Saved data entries
BEGIN

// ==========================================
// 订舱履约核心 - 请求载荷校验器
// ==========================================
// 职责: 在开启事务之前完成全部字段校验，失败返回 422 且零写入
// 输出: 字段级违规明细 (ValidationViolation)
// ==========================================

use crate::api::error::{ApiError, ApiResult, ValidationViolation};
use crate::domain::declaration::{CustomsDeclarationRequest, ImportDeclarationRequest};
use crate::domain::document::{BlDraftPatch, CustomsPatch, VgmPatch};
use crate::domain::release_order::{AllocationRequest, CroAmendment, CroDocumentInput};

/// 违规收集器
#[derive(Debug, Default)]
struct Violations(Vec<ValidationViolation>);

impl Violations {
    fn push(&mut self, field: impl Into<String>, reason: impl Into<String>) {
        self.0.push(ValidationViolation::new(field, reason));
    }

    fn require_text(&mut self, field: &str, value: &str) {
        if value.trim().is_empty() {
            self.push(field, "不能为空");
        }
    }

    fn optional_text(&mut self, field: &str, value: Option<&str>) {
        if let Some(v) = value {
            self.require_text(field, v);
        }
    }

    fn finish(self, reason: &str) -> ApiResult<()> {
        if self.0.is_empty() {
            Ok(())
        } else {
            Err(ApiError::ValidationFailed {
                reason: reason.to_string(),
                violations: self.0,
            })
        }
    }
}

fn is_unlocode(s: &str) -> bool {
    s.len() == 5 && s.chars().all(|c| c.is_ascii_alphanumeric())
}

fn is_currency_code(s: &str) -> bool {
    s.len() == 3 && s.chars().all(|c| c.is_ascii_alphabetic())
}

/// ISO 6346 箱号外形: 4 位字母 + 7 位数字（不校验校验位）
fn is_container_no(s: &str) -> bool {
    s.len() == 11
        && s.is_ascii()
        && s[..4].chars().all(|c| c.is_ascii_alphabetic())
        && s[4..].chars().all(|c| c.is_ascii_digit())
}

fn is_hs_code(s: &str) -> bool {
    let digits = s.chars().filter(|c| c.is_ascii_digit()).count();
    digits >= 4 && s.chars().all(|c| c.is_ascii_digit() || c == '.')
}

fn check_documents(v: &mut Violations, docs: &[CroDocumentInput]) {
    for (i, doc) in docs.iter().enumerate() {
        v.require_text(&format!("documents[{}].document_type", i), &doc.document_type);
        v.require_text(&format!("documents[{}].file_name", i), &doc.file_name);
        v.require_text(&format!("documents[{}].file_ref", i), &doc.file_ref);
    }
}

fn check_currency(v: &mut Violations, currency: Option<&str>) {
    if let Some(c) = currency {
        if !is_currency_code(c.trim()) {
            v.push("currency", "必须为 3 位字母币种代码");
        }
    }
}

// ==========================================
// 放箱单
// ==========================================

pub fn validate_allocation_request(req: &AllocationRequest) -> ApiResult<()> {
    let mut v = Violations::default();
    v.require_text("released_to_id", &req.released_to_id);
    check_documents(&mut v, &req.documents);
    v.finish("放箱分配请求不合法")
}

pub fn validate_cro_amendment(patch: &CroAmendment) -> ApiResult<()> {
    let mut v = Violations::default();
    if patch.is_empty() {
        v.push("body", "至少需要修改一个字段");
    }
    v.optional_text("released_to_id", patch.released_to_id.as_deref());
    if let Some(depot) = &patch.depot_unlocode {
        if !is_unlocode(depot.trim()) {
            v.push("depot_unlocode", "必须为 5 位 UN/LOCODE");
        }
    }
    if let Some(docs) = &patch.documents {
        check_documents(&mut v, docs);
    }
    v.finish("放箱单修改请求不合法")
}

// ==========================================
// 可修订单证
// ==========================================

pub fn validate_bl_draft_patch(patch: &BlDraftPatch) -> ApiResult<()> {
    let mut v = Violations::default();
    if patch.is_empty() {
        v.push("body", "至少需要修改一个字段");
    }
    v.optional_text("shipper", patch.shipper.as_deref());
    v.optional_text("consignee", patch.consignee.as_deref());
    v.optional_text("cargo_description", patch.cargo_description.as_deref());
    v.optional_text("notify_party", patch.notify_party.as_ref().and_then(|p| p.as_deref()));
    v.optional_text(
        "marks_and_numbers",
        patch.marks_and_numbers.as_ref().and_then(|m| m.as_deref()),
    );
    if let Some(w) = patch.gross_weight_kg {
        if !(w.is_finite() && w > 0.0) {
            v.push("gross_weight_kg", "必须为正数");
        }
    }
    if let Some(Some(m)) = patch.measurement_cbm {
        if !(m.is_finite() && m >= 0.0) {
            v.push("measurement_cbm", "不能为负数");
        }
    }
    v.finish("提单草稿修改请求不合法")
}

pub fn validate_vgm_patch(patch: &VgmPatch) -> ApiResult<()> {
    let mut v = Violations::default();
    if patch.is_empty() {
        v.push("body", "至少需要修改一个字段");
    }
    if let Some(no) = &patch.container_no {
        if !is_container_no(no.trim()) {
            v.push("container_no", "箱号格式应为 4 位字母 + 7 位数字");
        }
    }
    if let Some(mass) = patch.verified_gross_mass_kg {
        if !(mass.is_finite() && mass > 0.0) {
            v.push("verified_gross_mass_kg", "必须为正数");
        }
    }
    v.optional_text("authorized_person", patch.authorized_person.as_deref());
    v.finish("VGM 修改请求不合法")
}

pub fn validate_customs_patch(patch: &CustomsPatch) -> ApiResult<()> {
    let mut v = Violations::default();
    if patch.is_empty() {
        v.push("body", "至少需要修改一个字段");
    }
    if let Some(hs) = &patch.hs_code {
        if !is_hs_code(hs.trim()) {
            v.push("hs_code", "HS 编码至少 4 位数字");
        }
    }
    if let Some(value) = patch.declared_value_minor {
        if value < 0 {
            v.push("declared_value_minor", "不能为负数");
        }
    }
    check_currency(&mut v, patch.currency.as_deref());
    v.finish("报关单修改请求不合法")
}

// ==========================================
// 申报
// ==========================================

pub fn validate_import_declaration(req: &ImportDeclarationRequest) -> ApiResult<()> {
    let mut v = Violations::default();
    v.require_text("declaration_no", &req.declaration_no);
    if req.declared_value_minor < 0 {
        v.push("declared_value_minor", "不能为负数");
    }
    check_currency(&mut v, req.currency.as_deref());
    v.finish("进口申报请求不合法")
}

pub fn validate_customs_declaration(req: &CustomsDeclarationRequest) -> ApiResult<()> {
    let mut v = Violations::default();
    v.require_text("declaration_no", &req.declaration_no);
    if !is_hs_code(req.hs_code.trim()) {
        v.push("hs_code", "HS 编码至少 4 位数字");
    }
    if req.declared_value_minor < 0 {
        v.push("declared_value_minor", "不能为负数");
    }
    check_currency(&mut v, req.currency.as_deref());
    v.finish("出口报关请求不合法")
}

END

_Assignment_
For this exercise, restate every record word for word.

_Response for this exercise_
// ==========================================
// 订舱履约核心 - 请求载荷校验器
// ==========================================
// 职责: 在开启事务之前完成全部字段校验，失败返回 422 且零写入
// 输出: 字段级违规明细 (ValidationViolation)
// ==========================================

use crate::api::error::{ApiError, ApiResult, ValidationViolation};
use crate::domain::declaration::{CustomsDeclarationRequest, ImportDeclarationRequest};
use crate::domain::document::{BlDraftPatch, CustomsPatch, VgmPatch};
use crate::domain::release_order::{AllocationRequest, CroAmendment, CroDocumentInput};

/// 违规收集器
#[derive(Debug, Default)]
struct Violations(Vec<ValidationViolation>);

impl Violations {
    fn push(&mut self, field: impl Into<String>, reason: impl Into<String>) {
        self.0.push(ValidationViolation::new(field, reason));
    }

    fn require_text(&mut self, field: &str, value: &str) {
        if value.trim().is_empty() {
            self.push(field, "不能为空");
        }
    }

    fn optional_text(&mut self, field: &str, value: Option<&str>) {
        if let Some(v) = value {
            self.require_text(field, v);
        }
    }

    fn finish(self, reason: &str) -> ApiResult<()> {
        if self.0.is_empty() {
            Ok(())
        } else {
            Err(ApiError::ValidationFailed {
                reason: reason.to_string(),
                violations: self.0,
            })
        }
    }
}

fn is_unlocode(s: &str) -> bool {
    s.len() == 5 && s.chars().all(|c| c.is_ascii_alphanumeric())
}

fn is_currency_code(s: &str) -> bool {
    s.len() == 3 && s.chars().all(|c| c.is_ascii_alphabetic())
}

/// ISO 6346 箱号外形: 4 位字母 + 7 位数字（不校验校验位）
fn is_container_no(s: &str) -> bool {
    s.len() == 11
        && s.is_ascii()
        && s[..4].chars().all(|c| c.is_ascii_alphabetic())
        && s[4..].chars().all(|c| c.is_ascii_digit())
}

fn is_hs_code(s: &str) -> bool {
    let digits = s.chars().filter(|c| c.is_ascii_digit()).count();
    digits >= 4 && s.chars().all(|c| c.is_ascii_digit() || c == '.')
}

fn check_documents(v: &mut Violations, docs: &[CroDocumentInput]) {
    for (i, doc) in docs.iter().enumerate() {
        v.require_text(&format!("documents[{}].document_type", i), &doc.document_type);
        v.require_text(&format!("documents[{}].file_name", i), &doc.file_name);
        v.require_text(&format!("documents[{}].file_ref", i), &doc.file_ref);
    }
}

fn check_currency(v: &mut Violations, currency: Option<&str>) {
    if let Some(c) = currency {
        if !is_currency_code(c.trim()) {
            v.push("currency", "必须为 3 位字母币种代码");
        }
    }
}

// ==========================================
// 放箱单
// ==========================================

pub fn validate_allocation_request(req: &AllocationRequest) -> ApiResult<()> {
    let mut v = Violations::default();
    v.require_text("released_to_id", &req.released_to_id);
    check_documents(&mut v, &req.documents);
    v.finish("放箱分配请求不合法")
}

pub fn validate_cro_amendment(patch: &CroAmendment) -> ApiResult<()> {
    let mut v = Violations::default();
    if patch.is_empty() {
        v.push("body", "至少需要修改一个字段");
    }
    v.optional_text("released_to_id", patch.released_to_id.as_deref());
    if let Some(depot) = &patch.depot_unlocode {
        if !is_unlocode(depot.trim()) {
            v.push("depot_unlocode", "必须为 5 位 UN/LOCODE");
        }
    }
    if let Some(docs) = &patch.documents {
        check_documents(&mut v, docs);
    }
    v.finish("放箱单修改请求不合法")
}

// ==========================================
// 可修订单证
// ==========================================

pub fn validate_bl_draft_patch(patch: &BlDraftPatch) -> ApiResult<()> {
    let mut v = Violations::default();
    if patch.is_empty() {
        v.push("body", "至少需要修改一个字段");
    }
    v.optional_text("shipper", patch.shipper.as_deref());
    v.optional_text("consignee", patch.consignee.as_deref());
    v.optional_text("cargo_description", patch.cargo_description.as_deref());
    v.optional_text("notify_party", patch.notify_party.as_ref().and_then(|p| p.as_deref()));
    v.optional_text(
        "marks_and_numbers",
        patch.marks_and_numbers.as_ref().and_then(|m| m.as_deref()),
    );
    if let Some(w) = patch.gross_weight_kg {
        if !(w.is_finite() && w > 0.0) {
            v.push("gross_weight_kg", "必须为正数");
        }
    }
    if let Some(Some(m)) = patch.measurement_cbm {
        if !(m.is_finite() && m >= 0.0) {
            v.push("measurement_cbm", "不能为负数");
        }
    }
    v.finish("提单草稿修改请求不合法")
}

pub fn validate_vgm_patch(patch: &VgmPatch) -> ApiResult<()> {
    let mut v = Violations::default();
    if patch.is_empty() {
        v.push("body", "至少需要修改一个字段");
    }
    if let Some(no) = &patch.container_no {
        if !is_container_no(no.trim()) {
            v.push("container_no", "箱号格式应为 4 位字母 + 7 位数字");
        }
    }
    if let Some(mass) = patch.verified_gross_mass_kg {
        if !(mass.is_finite() && mass > 0.0) {
            v.push("verified_gross_mass_kg", "必须为正数");
        }
    }
    v.optional_text("authorized_person", patch.authorized_person.as_deref());
    v.finish("VGM 修改请求不合法")
}

pub fn validate_customs_patch(patch: &CustomsPatch) -> ApiResult<()> {
    let mut v = Violations::default();
    if patch.is_empty() {
        v.push("body", "至少需要修改一个字段");
    }
    if let Some(hs) = &patch.hs_code {
        if !is_hs_code(hs.trim()) {
            v.push("hs_code", "HS 编码至少 4 位数字");
        }
    }
    if let Some(value) = patch.declared_value_minor {
        if value < 0 {
            v.push("declared_value_minor", "不能为负数");
        }
    }
    check_currency(&mut v, patch.currency.as_deref());
    v.finish("报关单修改请求不合法")
}

// ==========================================
// 申报
// ==========================================

pub fn validate_import_declaration(req: &ImportDeclarationRequest) -> ApiResult<()> {
    let mut v = Violations::default();
    v.require_text("declaration_no", &req.declaration_no);
    if req.declared_value_minor < 0 {
        v.push("declared_value_minor", "不能为负数");
    }
    check_currency(&mut v, req.currency.as_deref());
    v.finish("进口申报请求不合法")
}

pub fn validate_customs_declaration(req: &CustomsDeclarationRequest) -> ApiResult<()> {
    let mut v = Violations::default();
    v.require_text("declaration_no", &req.declaration_no);
    if !is_hs_code(req.hs_code.trim()) {
        v.push("hs_code", "HS 编码至少 4 位数字");
    }
    if req.declared_value_minor < 0 {
        v.push("declared_value_minor", "不能为负数");
    }
    check_currency(&mut v, req.currency.as_deref());
    v.finish("出口报关请求不合法")
}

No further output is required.